Madame Laberge, dans ce
roman un peu singulier, convie des personnages que le lecteur a connu dans «La
rivière du loup» paru en 2006. Éclopés, marqués, marginalisés, tous ont réussi à
garder la tête hors de l’eau et à donner une nouvelle direction à leur vie.
«Ces personnages avaient en
commun la perte d’êtres chers et le désir d’en témoigner pour faire leur deuil.

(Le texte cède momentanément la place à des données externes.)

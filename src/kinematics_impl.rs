use std::collections::HashMap;
use crate::constraints::Constraints;
use crate::context::CallContext;
use crate::frame::{Frame, Joint};
use crate::frame_system::{FrameSystem, FrameSystemError};
use crate::ik::{self, IkError, SolverConfig};
use crate::kinematic_traits::{Inputs, InputsByFrame, Kinematics, Pose};
use crate::proto::JointPositions;

/// Kinematic chain of one component: the ordered frames from the one attached to the base
/// frame up to the component frame. Keeps its own copies of the frame definitions.
#[derive(Debug, Clone)]
pub struct KinematicModel {
    component: String,
    /// Frame the chain is attached to, the parent of the first chain frame.
    base: String,
    frames: Vec<Frame>,
}

impl KinematicModel {
    /// Creates the model from frames in chain order. Every frame must be the child of
    /// the previous one, the first one the child of `base`.
    pub fn new(component: impl Into<String>, base: impl Into<String>, frames: Vec<Frame>)
               -> Result<Self, FrameSystemError> {
        let model = KinematicModel { component: component.into(), base: base.into(), frames };
        let mut parent = model.base.as_str();
        for frame in &model.frames {
            if frame.parent() != parent {
                return Err(FrameSystemError::UnknownParent {
                    frame: frame.name().to_string(),
                    parent: frame.parent().to_string(),
                });
            }
            frame.validate()?;
            parent = frame.name();
        }
        Ok(model)
    }

    /// Extracts the chain between `base` (exclusive) and `tip` (inclusive) from the
    /// frame system. `base` must be an ancestor of `tip`.
    pub fn from_frame_system(frame_system: &FrameSystem, component: &str, base: &str, tip: &str)
                             -> Result<Self, FrameSystemError> {
        let ancestors = frame_system.ancestors(tip)?;
        let position = ancestors.iter().position(|name| *name == base)
            .ok_or_else(|| FrameSystemError::FrameNotFound(base.to_string()))?;
        let mut frames = Vec::with_capacity(position);
        for name in ancestors[..position].iter().rev() {
            let frame = frame_system.frame(name)
                .ok_or_else(|| FrameSystemError::FrameNotFound(name.to_string()))?;
            frames.push(frame.clone());
        }
        KinematicModel::new(component, base, frames)
    }

    pub fn component(&self) -> &str {
        &self.component
    }

    pub fn base(&self) -> &str {
        &self.base
    }

    /// Last frame of the chain, the base if the chain is empty.
    pub fn tip(&self) -> &str {
        self.frames.last().map(|frame| frame.name()).unwrap_or(self.base.as_str())
    }

    /// Same chain, continued with further frames. The tail is appended as is, so
    /// articulated frames that must not move should be frozen first (see [Frame::fixed_at]).
    pub fn with_tail(&self, tail: Vec<Frame>) -> Result<Self, FrameSystemError> {
        let mut frames = self.frames.clone();
        frames.extend(tail);
        KinematicModel::new(self.component.clone(), self.base.clone(), frames)
    }

    /// Splits the flat input vector into inputs of each articulated frame.
    pub fn inputs_by_frame(&self, inputs: &[f64]) -> Result<InputsByFrame, FrameSystemError> {
        self.check_length(inputs.len())?;
        let mut by_frame = HashMap::new();
        let mut offset = 0;
        for frame in self.frames.iter().filter(|frame| !frame.is_static()) {
            by_frame.insert(frame.name().to_string(), inputs[offset..offset + frame.dof()].to_vec());
            offset += frame.dof();
        }
        Ok(by_frame)
    }

    /// Collects the flat input vector from per-frame inputs.
    pub fn flatten_inputs(&self, by_frame: &InputsByFrame) -> Result<Inputs, FrameSystemError> {
        let mut inputs = Vec::with_capacity(self.dof());
        for frame in self.frames.iter().filter(|frame| !frame.is_static()) {
            let values = by_frame.get(frame.name()).map(|v| v.as_slice()).unwrap_or(&[]);
            if values.len() != frame.dof() {
                return Err(FrameSystemError::MissingInputs {
                    frame: frame.name().to_string(),
                    expected: frame.dof(),
                    found: values.len(),
                });
            }
            inputs.extend_from_slice(values);
        }
        Ok(inputs)
    }

    /// Converts wire joint positions into inputs: degrees to radians for revolute joints,
    /// millimeters are taken as they are.
    pub fn input_from_protobuf(&self, positions: &JointPositions) -> Result<Inputs, FrameSystemError> {
        self.check_length(positions.values.len())?;
        Ok(self.joints().zip(positions.values.iter())
            .map(|(joint, value)| match joint {
                Joint::Revolute { .. } => value.to_radians(),
                _ => *value,
            })
            .collect())
    }

    /// Converts inputs into wire joint positions, see [KinematicModel::input_from_protobuf].
    pub fn protobuf_from_input(&self, inputs: &[f64]) -> Result<JointPositions, FrameSystemError> {
        self.check_length(inputs.len())?;
        let values = self.joints().zip(inputs.iter())
            .map(|(joint, value)| match joint {
                Joint::Revolute { .. } => value.to_degrees(),
                _ => *value,
            })
            .collect();
        Ok(JointPositions { values })
    }

    /// Solves inverse kinematics for the target pose of the tip, expressed in the base frame.
    pub fn inverse(&self, target: &Pose, seed: &[f64], constraints: &Constraints,
                   config: &SolverConfig, ctx: &CallContext) -> Result<Inputs, IkError> {
        ik::inverse(self, target, seed, constraints, config, ctx)
    }

    /// Joint of every input, in input order.
    fn joints(&self) -> impl Iterator<Item = &Joint> {
        self.frames.iter().flat_map(|frame| std::iter::repeat(frame.joint()).take(frame.dof()))
    }

    fn check_length(&self, found: usize) -> Result<(), FrameSystemError> {
        if found != self.dof() {
            return Err(FrameSystemError::MissingInputs {
                frame: self.component.clone(),
                expected: self.dof(),
                found,
            });
        }
        Ok(())
    }
}

impl Kinematics for KinematicModel {
    fn frames(&self) -> &[Frame] {
        &self.frames
    }

    fn forward_with_frame_poses(&self, inputs: &[f64]) -> Result<Vec<Pose>, FrameSystemError> {
        self.check_length(inputs.len())?;
        let mut poses = Vec::with_capacity(self.frames.len());
        let mut pose = Pose::identity();
        let mut offset = 0;
        for frame in &self.frames {
            pose *= frame.transform(&inputs[offset..offset + frame.dof()])?;
            offset += frame.dof();
            poses.push(pose);
        }
        Ok(poses)
    }
}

Ils avaient aussi en commun la culpabilité et le besoin de régler leurs
comptes, avec les défunts, avec les vivants pour pacifier leur âme tourmentée
et laisser partir en paix leurs morts», écrit l’auteure dans une courte
préface.
Le fils du loup s’est réfugié
dans la forêt boréale. Le jeune garçon a fait de la prison après la mort du
père. Dans la nature, près des bêtes sauvages, il apprivoise la paix du corps
et de l’esprit. En ville, l’adolescente, victime d’agressions, est devenue
thanatologue. La jeune femme s’occupe des morts mieux que des vivants. Elle les
cajole, les prépare à quitter la vie en douceur, cherchant à oublier les
violences subies par ce fils de médecin qui vendait de la drogue à sa mère. Une
manière de toucher des corps pour celle qui n’éprouve plus de désir et de
sentiment.
Retrouvailles
Il fallait que la vie fasse
se croiser ces marginaux. Le fils du loup se retrouve devant l’agresseur de la
jeune femme lors d’une randonnée en forêt. Une confrontation qui tourne mal
presque. Un loup, dans un piège, demande de mettre fin à ses supplices. Nous retrouvons
le moment fort de «La rivière du loup».
«Je ne savais pas que la vie
pouvait s’arrêter, se figer sur un instant précis, et que tout le reste, tout
ce qui s’ensuivait, n’était que du temps mort, du temps passé sans marquer de
changement, du temps qui tourne en rond, qui ne tourne même plus du tout, du
temps qui piétine, qui s’accumule pour rien, qui pèse d’un poids lourd, qui
martèle sur le même clou incapable de s’en sortir pour se planter ailleurs… … Je
ne savais pas que cette histoire vieille de quinze ans, son souvenir laissé
loin derrière, à sept cents kilomètres au sud, reviendrait tel un tsunami me
frapper de sa vague dévastatrice et me submerger jusqu’ici, dans ma forêt
boréale.» (p.31)
Le chasseur se tue au retour,
fonçant droit dans un mur. Le corps du fanfaron se retrouve entre les mains de
la fille qu’il a agressée. Là encore, le temps fait une boucle.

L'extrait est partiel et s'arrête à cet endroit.